Breaking Down Tasks into Manageable Steps for Autistic Individuals
Tasks that might look simple to do or appear self-explanatory may not be so for autistic individuals. Every day activities like taking a bath, getting dressed, doing laundry, washing hands or brushing teeth are more complicated than we realize and need to be completed in a sequence. Autistic people often need direct instruction on how to do tasks and may not learn them by watching other people do them. In addition to direct instruction, there needs to be multiple times to practice in order to gain critical mass. Critical mass, true mastery of a skill, is the point where an individual has gained enough information to be successful in situations, activities, or skills for which instruction has not been provided. When there has been enough instruction and multiple experiences, a tipping point can occur and the person can apply the skill in many new ways. This is called generalization, and it doesn’t happen right away.
Breaking down a skill into smaller, much more manageable tasks/steps is called task analysis. This allows for practice of a smaller step, and then over time chaining together multiple steps together until the person can complete the task successfully. Cathy Pratt, Director of the Indiana Resource Center for Autism says, “Having an understanding of all the steps involved for a particular task can assist in identifying any steps that may need extra instruction and will help teach the task in a logical progression.”
Let’s explore some common questions about this topic.
How do I develop a task analysis?
There are 4 methods of developing a tasks analysis:
- Observe competent individuals who have demonstrated expertise and document the steps.
- Consult experts or professional organizations with this expertise in validating the steps of a required task.
- The person teaching the skill performs the task themselves and document steps.
- Do trial and error in which an initial task analysis is generated and then refined through field tests (Cooper, Heron, Howard, 2020).
A couple of other ideas would be to watch an expert do the task via a video, or have a family member complete it and watch them. When a family member does the task, you can teach the skill according to how the family typically performs these tasks.
After watching and completing the task a few times, write down each step needed to complete the task. The more steps that are created to put into the task analysis, the easier it will be to understand which steps the person can complete on their own and which ones may be more difficult and require additional support. Always take into consideration the skill level of the person, their age, communication and processing abilities, and prior experiences in performing the task.

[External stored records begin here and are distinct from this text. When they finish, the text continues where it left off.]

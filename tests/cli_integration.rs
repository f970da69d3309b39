//! CLI integration tests
//!
//! These run the built binary against temporary store and blob directories.
//! Only step 1 is run end to end since it needs no LLM.

mod support;

use serde_json::Value;
use std::fs;
use std::path::Path;
use std::process::{Command, Output};
use support::{analysis_json, get_estimator_binary, pdf_bytes};
use tempfile::TempDir;

/// A command isolated from the caller's `ESTIMATOR_*` settings.
fn estimator(data_dir: &Path) -> Command {
    let mut cmd = Command::new(get_estimator_binary());
    for var in [
        "ESTIMATOR_PROVIDER",
        "ESTIMATOR_MODEL",
        "ESTIMATOR_RENDER_URL",
        "ESTIMATOR_COLLECTION",
        "ESTIMATOR_LOG_LEVEL",
        "ESTIMATOR_EXCHANGE_LOG",
        "RUST_LOG",
    ] {
        cmd.env_remove(var);
    }
    cmd.env("ESTIMATOR_STORE_DIR", data_dir.join("store"))
        .env("ESTIMATOR_BLOB_DIR", data_dir.join("blobs"));
    cmd
}

fn run(cmd: &mut Command) -> Output {
    cmd.output().expect("Failed to execute blueprint-estimator")
}

fn stdout(output: &Output) -> String {
    String::from_utf8_lossy(&output.stdout).to_string()
}

fn init_job(dir: &TempDir) {
    let analysis = dir.path().join("analysis.json");
    fs::write(&analysis, analysis_json().to_string()).unwrap();
    let pdf = dir.path().join("drawing.pdf");
    fs::write(&pdf, pdf_bytes()).unwrap();

    let output = run(estimator(dir.path()).args([
        "init",
        "--document",
        "job-1",
        "--pdf",
        "blueprints/job-1.pdf",
        "--organization",
        "org-42",
    ])
    .arg("--analysis")
    .arg(&analysis)
    .arg("--upload")
    .arg(&pdf));
    assert!(
        output.status.success(),
        "init failed: {}",
        String::from_utf8_lossy(&output.stderr)
    );
}

#[test]
fn test_cli_help() {
    let dir = TempDir::new().unwrap();
    let output = run(estimator(dir.path()).arg("--help"));

    assert!(output.status.success());
    let stdout = stdout(&output);
    assert!(stdout.contains("blueprint-estimator"));
    for command in ["init", "run", "status", "output", "price", "config"] {
        assert!(stdout.contains(command), "help is missing {}", command);
    }
}

#[test]
fn test_cli_version() {
    let dir = TempDir::new().unwrap();
    let output = run(estimator(dir.path()).arg("--version"));
    assert!(output.status.success());
    assert!(stdout(&output).contains(env!("CARGO_PKG_VERSION")));
}

#[test]
fn test_price_json() {
    let dir = TempDir::new().unwrap();
    let output = run(estimator(dir.path()).args([
        "price",
        "--name",
        "フレーム",
        "--category",
        "金属部品",
        "--format",
        "json",
    ]));

    assert!(output.status.success());
    let value: Value = serde_json::from_str(&stdout(&output)).unwrap();
    assert_eq!(value["estimate"]["price"], 1500);
    assert_eq!(value["estimate"]["part_type"], "フレーム");
}

#[test]
fn test_price_human() {
    let dir = TempDir::new().unwrap();
    let output = run(estimator(dir.path()).args([
        "price",
        "--name",
        "アクリル板",
        "--category",
        "ガラス・アクリル",
        "--material",
        "厚い",
    ]));

    assert!(output.status.success());
    assert!(stdout(&output).contains("\u{00A5}6000"));
}

#[test]
fn test_invalid_provider_is_usage_error() {
    let dir = TempDir::new().unwrap();
    let output = run(estimator(dir.path()).args([
        "run", "--step", "2", "--document", "job-1", "--provider", "skynet",
    ]));
    assert_eq!(output.status.code(), Some(2));
    assert!(String::from_utf8_lossy(&output.stderr).contains("Invalid provider"));
}

#[test]
fn test_run_unknown_document() {
    let dir = TempDir::new().unwrap();
    let output = run(estimator(dir.path()).args([
        "run", "--step", "1", "--document", "ghost", "--format", "json",
    ]));

    assert_eq!(output.status.code(), Some(1));
    let value: Value = serde_json::from_str(&stdout(&output)).unwrap();
    assert_eq!(value["status"], "error");
    assert_eq!(value["error_kind"], "document_not_found");
}

#[test]
fn test_init_run_status_output() {
    let dir = TempDir::new().unwrap();
    init_job(&dir);

    let output = run(estimator(dir.path()).args([
        "run", "--step", "1", "--document", "job-1", "--format", "json",
    ]));
    assert!(
        output.status.success(),
        "run failed: {}",
        String::from_utf8_lossy(&output.stderr)
    );
    let result: Value = serde_json::from_str(&stdout(&output)).unwrap();
    assert_eq!(result["status"], "success");
    assert_eq!(result["next_step"], 2);

    let output = run(estimator(dir.path()).args(["status", "--document", "job-1", "--format", "json"]));
    assert!(output.status.success());
    let status: Value = serde_json::from_str(&stdout(&output)).unwrap();
    assert_eq!(status["current_step"], 1);
    assert_eq!(status["all_process_completed"], false);

    let output = run(estimator(dir.path()).args(["output", "--step", "1", "--document", "job-1"]));
    assert!(output.status.success());
    let step1: Value = serde_json::from_str(&stdout(&output)).unwrap();
    assert_eq!(step1["pdf_download_test"]["validation_results"]["estimated_pages"], 2);

    // Step 2 has not run.
    let output = run(estimator(dir.path()).args(["output", "--step", "2", "--document", "job-1"]));
    assert_eq!(output.status.code(), Some(1));
    assert!(String::from_utf8_lossy(&output.stderr).contains("step2_output"));
}

#[test]
fn test_step4_on_fresh_job() {
    let dir = TempDir::new().unwrap();
    init_job(&dir);

    let output = run(estimator(dir.path()).args([
        "run", "--step", "4", "--document", "job-1", "--format", "json",
    ]));
    assert_eq!(output.status.code(), Some(1));
    let result: Value = serde_json::from_str(&stdout(&output)).unwrap();
    assert_eq!(result["error_kind"], "missing_predecessor");
}

#[test]
fn test_config_json() {
    let dir = TempDir::new().unwrap();
    let output = run(estimator(dir.path()).args(["config", "--format", "json"]));
    assert!(output.status.success());
    let config: Value = serde_json::from_str(&stdout(&output)).unwrap();
    assert_eq!(config["collection"], "agent_job");
    assert!(config["store_dir"].as_str().unwrap().ends_with("store"));
}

Once the steps are known, what do I do with them?
Once the steps are determined, have the person start the task analysis and document what the person was able to complete and what steps required extra support. You can do this one of two ways. With single opportunity data, collect information on each step correctly performed in the task analysis. Once a mistake is made, data collection stops and no further steps are examined. For multiple opportunity data collection, progress is documented on each step regardless of whether the performance was correct or not. Either one of these methods provides insight into those steps a person can perform and where additional training or support is needed.
The steps can be taught through either forward or backward chaining. Forward chaining is when you teach the first step of the sequence and typically don’t move on until that step is mastered. For example, if you are teaching handwashing, the first step is to turn on the faucet, beginning with the cold handle then using the hot handle to adjust the temperature. (This step will depend on the type of faucet as the handle may not be a double one, but a single one. Ours vary throughout our home so we had to teach each one separately). The good thing about forward teaching is the person learns the logical sequence of a task from beginning to end.
In backward chaining, the last step is taught first. The previous step isn’t be taught until the final step is learned. Sometimes it is more motivating to teach the last step first because finishing a task is the most rewarding. There may also be a natural reward for completing the last step first – ex. I have my jacket on so now I can go outside and play.
Total task teaching is when the entire skill is taught and support is provided or accommodations made for steps that are difficult. The good thing about this strategy is the person is able to learn the entire routine without interruptions and can independently complete any steps that have been previously mastered.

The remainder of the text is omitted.